Маноло сердито грызет горькую сигару. Наконец, ему надоело слушать ласковый бас толстяка:
— С ружьями как?
— Да я об этом и говорю. Может быть, при предстоящей реконструкции правительства, если нам удастся изменить соотношение различных секторов…
Маноло швырнул сигару на ковер.
Придется ехать без ружей! Он теперь идет, не глядя куда. Он забрел на окраину. Осталось еще два часа…
Ребятишки играют в войну. Одни спрятались за стену полуразрушенного дома, другие наступают. Защитники кидают в наступающих гнилую картошку. Маноло остановился; он увлечен игрой. Он кричит:
— Дурачье! Отсюда надо — с фланга…
Он перебегает через канаву. Ребята в восторге визжат. Летит картошка. Защитники, посрамленные, убежали в сарай. Выходит женщина, она качает головой:
— И ее стыдно тебе? Чему-нибудь хорошему научил бы, а он их учит кидаться картошкой…
Маноло сконфуженно улыбается. Он взял на руки малыша.
— Мы, мамаша, дикими стали, это правда. Твой красавчик? Вот бы мне такого!
Ребята обступили Маноло. Один надел его шапку; другой вытащил из чехла бинокль. Маноло смеется:
— Ты куда лезешь? К револьверу? Нет, брат, это не для тебя. Это, брат, такая штука…

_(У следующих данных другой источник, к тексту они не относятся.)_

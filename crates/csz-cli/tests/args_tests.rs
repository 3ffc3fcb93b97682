use clap::Parser;

use super::*;

#[test]
fn parses_defaults() {
    let args = ProbeArgs::try_parse_from(["csz-probe", "a.json"]).expect("default args should parse");

    assert_eq!(args.fixtures, vec![PathBuf::from("a.json")]);
    assert_eq!(args.language_version, None);
    assert_eq!(args.format, OutputFormat::Text);
    assert!(!args.nullable);
    assert!(!args.plans);
    assert!(!args.facts);
    assert!(!args.stats);
    assert!(!args.sequential);
}

#[test]
fn parses_common_flags() {
    let args = ProbeArgs::try_parse_from([
        "csz-probe",
        "--langversion",
        "12.0",
        "--format",
        "json",
        "--nullable",
        "--plans",
        "--facts",
        "--sequential",
        "a.json",
        "b.json",
    ])
    .expect("flagged args should parse");

    assert_eq!(args.language_version, Some(LanguageVersion::CSharp12));
    assert_eq!(args.format, OutputFormat::Json);
    assert!(args.nullable);
    assert!(args.plans);
    assert!(args.facts);
    assert!(args.sequential);
    assert_eq!(args.fixtures.len(), 2);
}

#[test]
fn accepts_named_versions() {
    for (text, expected) in [
        ("latest", LanguageVersion::CSharp13),
        ("preview", LanguageVersion::Preview),
        ("11", LanguageVersion::CSharp11),
    ] {
        let args = ProbeArgs::try_parse_from(["csz-probe", "--langversion", text, "a.json"])
            .expect("version should parse");
        assert_eq!(args.language_version, Some(expected), "{text}");
    }
}

#[test]
fn rejects_unknown_version_and_missing_fixture() {
    assert!(ProbeArgs::try_parse_from(["csz-probe", "--langversion", "9", "a.json"]).is_err());
    assert!(ProbeArgs::try_parse_from(["csz-probe"]).is_err());
}
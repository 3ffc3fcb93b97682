//! Spreads: countable vs. enumerated expansion, `AddRange` bridging, and the
//! source order of every runtime effect.

mod support;

use csz_checker::{Body, BodyBuilder, BodyId, CollectionElement, Effect, ExprId};
use csz_common::diagnostics::diagnostic_codes;
use csz_solver::db::{MethodDecl, TypeDecl};
use csz_solver::{TypeDatabase, TypeId, TypeStore, WellKnownType};
use support::{analyze, core_store, list_of, printed_plan, well_known};

/// `T v = [x, ..source, y];` with `x` and `y` int locals.
fn around_spread(store: &TypeStore, target: TypeId, source_type: TypeId) -> (Body, ExprId) {
    let mut b = BodyBuilder::new(BodyId(0));
    let x = b.local(store.atom("x"), TypeId::INT);
    let source = b.local(store.atom("source"), source_type);
    let y = b.local(store.atom("y"), TypeId::INT);
    let literal = b.literal(vec![
        CollectionElement::Expr(x),
        CollectionElement::Spread(source),
        CollectionElement::Expr(y),
    ]);
    b.declare(store.atom("v"), Some(target), literal);
    (b.finish(), literal)
}

fn source_order(store: &TypeStore, body: &Body, literal: ExprId) -> Vec<String> {
    let analysis = analyze(store, body);
    assert!(analysis.diagnostics.is_empty(), "{:?}", analysis.codes());
    let plan = analysis
        .facts
        .peek_plan((body.id, literal))
        .expect("plan stored");
    plan.effects()
        .into_iter()
        .filter_map(Effect::source_expr)
        .map(|e| match &body.expr(e).kind {
            csz_checker::ExprKind::Local { name, .. } => store.resolve_atom(*name).to_string(),
            other => format!("{other:?}"),
        })
        .collect()
}

#[test]
fn test_countable_spread_into_array() {
    let store = core_store();
    let (body, literal) =
        around_spread(&store, store.array(TypeId::INT, 1), store.array(TypeId::INT, 1));
    let analysis = analyze(&store, &body);
    assert!(analysis.diagnostics.is_empty(), "{:?}", analysis.codes());
    assert_eq!(
        printed_plan(&store, &analysis, &body, literal),
        "array_init int[] length=2 + source.Length\n\
         \x20 store [0] x (Identity)\n\
         \x20 spread_countable source\n\
         \x20 store [next] y (Identity)\n"
    );
}

#[test]
fn test_enumerable_spread_into_array_is_gathered() {
    let store = core_store();
    let enumerable = well_known(&store, WellKnownType::IEnumerableT, &[TypeId::INT]);
    let (body, literal) = around_spread(&store, store.array(TypeId::INT, 1), enumerable);
    let analysis = analyze(&store, &body);
    assert!(analysis.diagnostics.is_empty(), "{:?}", analysis.codes());
    assert_eq!(
        printed_plan(&store, &analysis, &body, literal),
        "array_init int[] length=gathered\n\
         \x20 store [0] x (Identity)\n\
         \x20 spread_enumerate source dispose\n\
         \x20 store [next] y (Identity)\n"
    );
}

#[test]
fn test_list_spread_bridges_to_add_range() {
    let store = core_store();
    let list = list_of(&store, TypeId::INT);
    let enumerable = well_known(&store, WellKnownType::IEnumerableT, &[TypeId::INT]);
    let (body, literal) = around_spread(&store, list, enumerable);
    let analysis = analyze(&store, &body);
    assert!(analysis.diagnostics.is_empty(), "{:?}", analysis.codes());
    assert_eq!(
        printed_plan(&store, &analysis, &body, literal),
        "construct_then_add List<int>\n\
         \x20 constructor List<int>.List()\n\
         \x20 add List<int>.Add(int) x (Identity)\n\
         \x20 add_range List<int>.AddRange(IEnumerable<int>) source\n\
         \x20 add List<int>.Add(int) y (Identity)\n"
    );
}

#[test]
fn test_converting_spread_expands_per_element() {
    let store = core_store();
    let list = list_of(&store, TypeId::LONG);
    let (body, literal) = around_spread(&store, list, store.array(TypeId::INT, 1));
    let analysis = analyze(&store, &body);
    assert!(analysis.diagnostics.is_empty(), "{:?}", analysis.codes());
    assert_eq!(
        printed_plan(&store, &analysis, &body, literal),
        "construct_then_add List<long>\n\
         \x20 constructor List<long>.List()\n\
         \x20 add List<long>.Add(long) x (Numeric)\n\
         \x20 spread_countable source via List<long>.Add(long)\n\
         \x20 add List<long>.Add(long) y (Numeric)\n"
    );
}

#[test]
fn test_effects_follow_source_order_for_every_target() {
    let store = core_store();
    let enumerable = well_known(&store, WellKnownType::IEnumerableT, &[TypeId::INT]);
    let int_array = store.array(TypeId::INT, 1);
    let targets = [
        int_array,
        list_of(&store, TypeId::INT),
        list_of(&store, TypeId::LONG),
        well_known(&store, WellKnownType::IReadOnlyListT, &[TypeId::INT]),
        well_known(&store, WellKnownType::SpanT, &[TypeId::INT]),
    ];
    for target in targets {
        for source_type in [int_array, enumerable] {
            let (body, literal) = around_spread(&store, target, source_type);
            assert_eq!(
                source_order(&store, &body, literal),
                vec!["x", "source", "y"],
                "{target:?} <- {source_type:?}"
            );
        }
    }
}

#[test]
fn test_spread_of_non_enumerable() {
    let store = core_store();
    let (body, _) = around_spread(&store, store.array(TypeId::INT, 1), TypeId::INT);
    let analysis = analyze(&store, &body);
    assert_eq!(analysis.codes(), vec![diagnostic_codes::FOREACH_CANNOT_OPERATE_ON_TYPE]);
}

#[test]
fn test_spread_with_wrong_iteration_type() {
    let store = core_store();
    let strings = store.array(TypeId::STRING, 1);

    let (body, literal) = around_spread(&store, store.array(TypeId::INT, 1), strings);
    let analysis = analyze(&store, &body);
    assert_eq!(analysis.codes(), vec![diagnostic_codes::CANNOT_IMPLICITLY_CONVERT_TYPE]);
    assert!(analysis.facts.peek_plan((body.id, literal)).is_none());

    let (body, _) = around_spread(&store, list_of(&store, TypeId::INT), strings);
    let analysis = analyze(&store, &body);
    assert_eq!(
        analysis.codes(),
        vec![
            diagnostic_codes::BAD_ARG_TYPES_FOR_COLLECTION_ADD,
            diagnostic_codes::ARGUMENT_CANNOT_CONVERT,
        ]
    );
}

#[test]
fn test_nested_literals_run_effects_in_source_order() {
    let store = core_store();
    let def = store.declare(TypeDecl::class("App", "Chain").type_params(&["T"]).assembly("Main"));
    let t = store.type_params_of(def)[0];
    store.add_interface(def, well_known(&store, WellKnownType::IEnumerableT, &[t]));
    let ctor = store.add_method(def, MethodDecl::constructor());
    let add = store.add_method(def, MethodDecl::new("Add").param("item", t));
    let inner = store.named(def, &[TypeId::INT]);
    let outer = store.named(def, &[inner]);

    // `Chain<Chain<int>> y = [[Get(3)], [Get(4), Get(5)]];`
    let mut b = BodyBuilder::new(BodyId(0));
    let get = |b: &mut BodyBuilder, value: i32| {
        let arg = b.int(value);
        b.call(store.atom("Get"), vec![arg], TypeId::INT)
    };
    let get3 = get(&mut b, 3);
    let first = b.list(&[get3]);
    let get4 = get(&mut b, 4);
    let get5 = get(&mut b, 5);
    let second = b.list(&[get4, get5]);
    let literal = b.list(&[first, second]);
    b.declare(store.atom("y"), Some(outer), literal);
    let body = b.finish();

    let analysis = analyze(&store, &body);
    assert!(analysis.diagnostics.is_empty(), "{:?}", analysis.codes());
    let plan = analysis
        .facts
        .peek_plan((body.id, literal))
        .expect("plan stored");
    assert_eq!(
        plan.effects(),
        vec![
            Effect::Call(ctor),
            Effect::Construct(outer),
            Effect::Call(ctor),
            Effect::Construct(inner),
            Effect::Evaluate(get3),
            Effect::Call(add),
            Effect::Call(add),
            Effect::Call(ctor),
            Effect::Construct(inner),
            Effect::Evaluate(get4),
            Effect::Call(add),
            Effect::Evaluate(get5),
            Effect::Call(add),
            Effect::Call(add),
        ]
    );
    assert!(analysis.facts.peek_plan((body.id, first)).is_none());
    assert!(analysis.facts.peek_plan((body.id, second)).is_none());
}
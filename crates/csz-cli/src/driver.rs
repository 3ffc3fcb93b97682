//! Fixture in, report out.

use crate::args::ProbeArgs;
use crate::fixture::{self, Fixture};
use crate::render::{FixtureReport, ParamsReport, Renderer, Sections};
use anyhow::{Context, Result};
use csz_checker::Compilation;
use csz_common::language::LanguageVersion;
use std::path::Path;
use tracing::{debug, info_span};

/// Command-line overrides and report sections.
#[derive(Clone, Copy, Debug, Default)]
pub struct ProbeSettings {
    pub language_version: Option<LanguageVersion>,
    pub nullable: bool,
    pub sections: Sections,
    pub stats: bool,
    pub sequential: bool,
}

impl From<&ProbeArgs> for ProbeSettings {
    fn from(args: &ProbeArgs) -> Self {
        Self {
            language_version: args.language_version,
            nullable: args.nullable,
            sections: Sections {
                facts: args.facts,
                plans: args.plans,
            },
            stats: args.stats,
            sequential: args.sequential,
        }
    }
}

pub fn probe_path(settings: &ProbeSettings, path: &Path) -> Result<FixtureReport> {
    let text = std::fs::read_to_string(path)
        .with_context(|| format!("failed to read fixture {}", path.display()))?;
    let fixture: Fixture = serde_json::from_str(&text)
        .with_context(|| format!("failed to parse fixture {}", path.display()))?;
    probe(settings, &path.display().to_string(), &fixture)
}

pub fn probe(settings: &ProbeSettings, label: &str, fixture: &Fixture) -> Result<FixtureReport> {
    let _span = info_span!("probe", fixture = label).entered();
    let loaded = fixture::load(fixture).with_context(|| format!("invalid fixture {label}"))?;

    let mut options = loaded.options.clone();
    if let Some(version) = settings.language_version {
        options.language_version = version;
    }
    if settings.nullable {
        options.nullable_context = true;
    }
    debug!(?options, bodies = loaded.bodies.len(), "analysing fixture");

    let compilation = Compilation::new(&loaded.store, options);
    let analyses = if settings.sequential {
        loaded
            .bodies
            .iter()
            .map(|body| compilation.analyze_body(body))
            .collect::<Result<Vec<_>, _>>()?
    } else {
        compilation.analyze_bodies(&loaded.bodies)?
    };

    let renderer = Renderer::new(&loaded.store);
    let bodies = loaded
        .body_names
        .iter()
        .zip(&loaded.bodies)
        .zip(&analyses)
        .map(|((name, body), analysis)| renderer.body(name, body, analysis, settings.sections))
        .collect();
    let params = loaded
        .params
        .iter()
        .map(|check| ParamsReport {
            name: check.name.clone(),
            param_type: renderer.type_name(check.ty),
            diagnostics: compilation
                .check_params_declaration(check.ty, check.within, check.span)
                .iter()
                .map(|d| renderer.diagnostic(d))
                .collect(),
        })
        .collect();

    Ok(FixtureReport {
        fixture: label.to_string(),
        bodies,
        params,
        stats: settings.stats.then(|| compilation.caches().stats()),
    })
}
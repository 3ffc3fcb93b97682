//! Common types and utilities for the csz semantic core.
//!
//! This crate provides foundational types used across all csz crates:
//! - String interning (`Atom`, `ShardedInterner`)
//! - Source spans (`Span`)
//! - Diagnostic codes, categories and message templates
//! - Language versions and feature gates
//! - Analysis options (deserializable configuration)
//! - Analysis limits and thresholds

// String interning for identifier deduplication
pub mod interner;
pub use interner::{Atom, ShardedInterner};

// Span - Source location tracking (byte offsets)
pub mod span;
pub use span::Span;

// Diagnostic codes and templates (the core emits structured records only)
pub mod diagnostics;
pub use diagnostics::{DiagnosticCategory, DiagnosticMessage, diagnostic_codes, format_message};

// Language versions and feature gates
pub mod language;
pub use language::{Feature, LanguageVersion};

// Configuration
pub mod options;
pub use options::AnalysisOptions;

// Centralized limits and thresholds
pub mod limits;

Бьет семь. Вот и хорошо. Значит, едем! Забежать только к Кончите. Она скажет: «Сумасшедший!» А потом? Потом все спокойно — фронт.
10
Итальянцев поместили в гимназии. Вечером приехал генерал. Он простудился в дороге и пил грог. Он долго стоял на кафедре, выжидая, когда наступит тишина: все кашляли, чихали. Жители Сигуэнсы не запомнят такой весны: мокрый снег, грязь, холод.
У генерала крохотное высохшее личико; он похож на летучую мышь. Однако он старался быть величественным и, подымая голову, показывал солдатам худую морщинистую шею.
— Легионеры Рима, вы освободили красавицу Малагу. Теперь вы освободите…
Он закашлялся и еле договорил:
— Мадрид.
Буссоли думал о бараньей туше, которую принесли на кухню. Конечно, мяса у барана не бог весть сколько: офицеры могут его прикончить в один присест. Тогда плохо — снова одни макароны…
Буссоли всю свою жизнь жил впроголодь, и к еде он относится суеверно. Когда перепадает вкусный кусок, он мучительно думает: а что будет завтра?.. Недавно он разбудил товарища: «Окорок помнишь? В Монтилье. Когда хозяйка пошла за водой… Дураки мы!»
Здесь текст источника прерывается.